14 septiembre 2006

BITÁCORA DE SOBREVIVENCIA VI Cementerio de moscas

Me despierta el inquietante ruido de las moscas que sobrevuelan a mi alrededor. Pregunto la hora y son casi las nueve. Me duele el cuello; creo que no he dormido bien. Por la ventana ya se filtran los rayos matutinos del sol. Busco las sandalias a tientas y decido ir al baño a vaciar los intestinos. Adentro se vuelcan más y más moscas que buscan la salida.

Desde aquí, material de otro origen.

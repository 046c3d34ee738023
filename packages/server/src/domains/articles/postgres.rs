use anyhow::{Context, Result};
use async_trait::async_trait;
use pgvector::Vector;
use sqlx::PgPool;
use tracing::instrument;

use super::models::{
    Article, ArticleUpdate, ArticleVersion, Category, NewArticle, SearchError, SimilarityQuery,
};
use super::store::{check_embedding, ArticleStore};
use crate::common::{ArticleId, CategoryId};

#[derive(sqlx::FromRow)]
struct ScoredArticle {
    #[sqlx(flatten)]
    article: Article,
    distance: f64,
}

#[derive(sqlx::FromRow)]
struct UpsertedArticle {
    #[sqlx(flatten)]
    article: Article,
    inserted: bool,
}

/// Articles in Postgres, embeddings in a pgvector column.
#[derive(Clone)]
pub struct PostgresArticleStore {
    pool: PgPool,
    dimensions: usize,
}

impl PostgresArticleStore {
    pub fn new(pool: PgPool, dimensions: usize) -> Self {
        Self { pool, dimensions }
    }

    /// Insert a category (used by seeding and tests).
    pub async fn insert_category(&self, name: &str, description: Option<&str>) -> Result<Category> {
        let category = sqlx::query_as::<_, Category>(
            r#"
            INSERT INTO categories (id, name, description)
            VALUES ($1, $2, $3)
            ON CONFLICT (name) DO UPDATE SET description = EXCLUDED.description
            RETURNING id, name, description
            "#,
        )
        .bind(CategoryId::new())
        .bind(name)
        .bind(description)
        .fetch_one(&self.pool)
        .await?;

        Ok(category)
    }
}

#[async_trait]
impl ArticleStore for PostgresArticleStore {
    fn dimensions(&self) -> usize {
        self.dimensions
    }

    async fn get_by_id(&self, id: ArticleId) -> Result<Option<Article>> {
        let article = sqlx::query_as::<_, Article>("SELECT * FROM articles WHERE id = $1")
            .bind(id)
            .fetch_optional(&self.pool)
            .await?;
        Ok(article)
    }

    async fn create(&self, article: NewArticle) -> Result<Article> {
        let row = article.into_article();
        let article = sqlx::query_as::<_, Article>(
            r#"
            INSERT INTO articles (
                id, title, content, summary, category_id, tags, status,
                source_url, source_urls, data_source_id, published_at
            )
            VALUES ($1, $2, $3, $4, $5, $6, $7, $8, $9, $10, $11)
            RETURNING *
            "#,
        )
        .bind(row.id)
        .bind(&row.title)
        .bind(&row.content)
        .bind(&row.summary)
        .bind(row.category_id)
        .bind(&row.tags)
        .bind(row.status)
        .bind(&row.source_url)
        .bind(&row.source_urls)
        .bind(row.data_source_id)
        .bind(row.published_at)
        .fetch_one(&self.pool)
        .await?;

        Ok(article)
    }

    async fn update(&self, id: ArticleId, update: ArticleUpdate) -> Result<Option<Article>> {
        let mut tx = self.pool.begin().await?;

        let Some(current) =
            sqlx::query_as::<_, Article>("SELECT * FROM articles WHERE id = $1 FOR UPDATE")
                .bind(id)
                .fetch_optional(&mut *tx)
                .await?
        else {
            return Ok(None);
        };

        if update.changes_text(&current) {
            sqlx::query(
                r#"
                INSERT INTO article_versions (id, article_id, title, content)
                VALUES ($1, $2, $3, $4)
                "#,
            )
            .bind(uuid::Uuid::now_v7())
            .bind(id)
            .bind(&current.title)
            .bind(&current.content)
            .execute(&mut *tx)
            .await?;
        }

        let article = sqlx::query_as::<_, Article>(
            r#"
            UPDATE articles
            SET title = COALESCE($2, title),
                content = COALESCE($3, content),
                summary = COALESCE($4, summary),
                status = COALESCE($5, status),
                updated_at = NOW()
            WHERE id = $1
            RETURNING *
            "#,
        )
        .bind(id)
        .bind(update.title)
        .bind(update.content)
        .bind(update.summary)
        .bind(update.status)
        .fetch_one(&mut *tx)
        .await?;

        tx.commit().await?;
        Ok(Some(article))
    }

    #[instrument(skip(self, embedding), fields(dims = embedding.len()))]
    async fn update_embedding(&self, id: ArticleId, embedding: &[f32]) -> Result<bool> {
        check_embedding(embedding, self.dimensions)?;
        let vector = Vector::from(embedding.to_vec());

        let result =
            sqlx::query("UPDATE articles SET embedding = $2, updated_at = NOW() WHERE id = $1")
                .bind(id)
                .bind(vector)
                .execute(&self.pool)
                .await?;

        Ok(result.rows_affected() > 0)
    }

    async fn update_classification(
        &self,
        id: ArticleId,
        category_id: Option<CategoryId>,
        tags: &[String],
    ) -> Result<bool> {
        let result = sqlx::query(
            r#"
            UPDATE articles
            SET category_id = $2,
                tags = $3,
                updated_at = NOW()
            WHERE id = $1
            "#,
        )
        .bind(id)
        .bind(category_id)
        .bind(tags)
        .execute(&self.pool)
        .await?;

        Ok(result.rows_affected() > 0)
    }

    #[instrument(skip(self, article), fields(source_url = ?article.source_url))]
    async fn upsert_by_source_url(&self, article: NewArticle) -> Result<(Article, bool)> {
        let row = article.into_article();
        let source_url = row
            .source_url
            .clone()
            .context("upsert_by_source_url requires a source_url")?;

        // xmax = 0 only for rows this statement inserted
        let upserted = sqlx::query_as::<_, UpsertedArticle>(
            r#"
            INSERT INTO articles (
                id, title, content, summary, category_id, tags, status,
                source_url, source_urls, data_source_id, published_at
            )
            VALUES ($1, $2, $3, $4, $5, $6, $7, $8, $9, $10, $11)
            ON CONFLICT (source_url) DO UPDATE
            SET title = EXCLUDED.title,
                content = EXCLUDED.content,
                summary = COALESCE(EXCLUDED.summary, articles.summary),
                updated_at = NOW()
            RETURNING *, (xmax = 0) AS inserted
            "#,
        )
        .bind(row.id)
        .bind(&row.title)
        .bind(&row.content)
        .bind(&row.summary)
        .bind(row.category_id)
        .bind(&row.tags)
        .bind(row.status)
        .bind(&source_url)
        .bind(&row.source_urls)
        .bind(row.data_source_id)
        .bind(row.published_at)
        .fetch_one(&self.pool)
        .await?;

        Ok((upserted.article, upserted.inserted))
    }

    async fn find_without_embedding(&self, limit: i64) -> Result<Vec<Article>> {
        let articles = sqlx::query_as::<_, Article>(
            r#"
            SELECT * FROM articles
            WHERE embedding IS NULL
            ORDER BY created_at
            LIMIT $1
            "#,
        )
        .bind(limit)
        .fetch_all(&self.pool)
        .await?;

        Ok(articles)
    }

    #[instrument(skip(self, query), fields(k = query.k))]
    async fn find_similar(
        &self,
        query: &SimilarityQuery,
    ) -> Result<Vec<(Article, f64)>, SearchError> {
        let limit = query.validate(self.dimensions)?;
        if limit == 0 {
            return Ok(Vec::new());
        }

        let vector = Vector::from(query.embedding.clone());

        let rows = sqlx::query_as::<_, ScoredArticle>(
            r#"
            SELECT a.*, (a.embedding <=> $1)::float8 AS distance
            FROM articles a
            WHERE a.embedding IS NOT NULL
              AND ($2::uuid IS NULL OR a.id <> $2)
              AND ($3::uuid IS NULL OR a.category_id = $3)
              AND ($4::article_status IS NULL OR a.status = $4)
            ORDER BY a.embedding <=> $1
            LIMIT $5
            "#,
        )
        .bind(vector)
        .bind(query.exclude_id)
        .bind(query.category_id)
        .bind(query.status)
        .bind(limit as i64)
        .fetch_all(&self.pool)
        .await
        .map_err(anyhow::Error::from)?;

        Ok(rows.into_iter().map(|r| (r.article, r.distance)).collect())
    }

    async fn increment_view_count(&self, id: ArticleId) -> Result<bool> {
        let result = sqlx::query("UPDATE articles SET view_count = view_count + 1 WHERE id = $1")
            .bind(id)
            .execute(&self.pool)
            .await?;
        Ok(result.rows_affected() > 0)
    }

    async fn delete(&self, id: ArticleId) -> Result<bool> {
        // article_versions rows go with it (ON DELETE CASCADE)
        let result = sqlx::query("DELETE FROM articles WHERE id = $1")
            .bind(id)
            .execute(&self.pool)
            .await?;
        Ok(result.rows_affected() > 0)
    }

    async fn versions(&self, id: ArticleId) -> Result<Vec<ArticleVersion>> {
        let versions = sqlx::query_as::<_, ArticleVersion>(
            "SELECT * FROM article_versions WHERE article_id = $1 ORDER BY created_at",
        )
        .bind(id)
        .fetch_all(&self.pool)
        .await?;
        Ok(versions)
    }

    async fn list_categories(&self) -> Result<Vec<Category>> {
        let categories = sqlx::query_as::<_, Category>(
            "SELECT id, name, description FROM categories ORDER BY name",
        )
        .fetch_all(&self.pool)
        .await?;
        Ok(categories)
    }
}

Pienso en el escritor guatemalteco Augusto Monterroso que solía considerar a esos asquerosos insectos como sus aliados y amigos. Obsesionado con ellos, les dedicó varias de sus lacónicas frases. A mí sólo me pueden causar repugnancia. Son tantas las que revolotean, tantas las que chocan contra los vidrios, tantas las que osan posarse frente a uno en su actitud más retadora que en respuesta, agarro el matamoscas y me dispongo a eliminar hasta la última que vea.
De entrada, sólo las espanto sin poder derribar ninguna. Son rápidas y sagaces; cobardes, les digo, no huyan. Voy detrás de ellas adivinando sus movimientos, acercándome lo más posible para asestarles un golpe certero. He visto a una enorme que choca contra la ventana insistentemente. Hago uso de mi paciencia y en el instante justo en que se detiene para acomodarse las alas, la reviento de un potente golpe. Otras buscan quedarse pegadas al techo, pero no se dan cuenta que me facilitan la tarea de exterminio.
La mayoría agoniza antes de estirar las patas. Caen desplomadas en cada fulminante raquetazo que logra dar en el blanco. Las sigo de un lado a otro, con el la sensación de vértigo que me produce su errático vuelo. Debería tenerles más compasión y ahuyentarlas, me digo, en vez de asesinarlas impunemente, pero de sólo imaginar que han estado en contacto con las inmundicias de ovejas, vacas y caballos en los establos circunvecinos, me vienen unas náuseas terribles.
Entonces tomo más impulso, me olvido que también son seres vivos y arremeto en su contra con toda mi furia. Pronto quedan reducidas a un montón de cuerpos inanimados que miro sin remordimientos; yacen en el piso, en los rincones donde difícilmente llegará la escoba, formándose así, el cementerio de las moscas.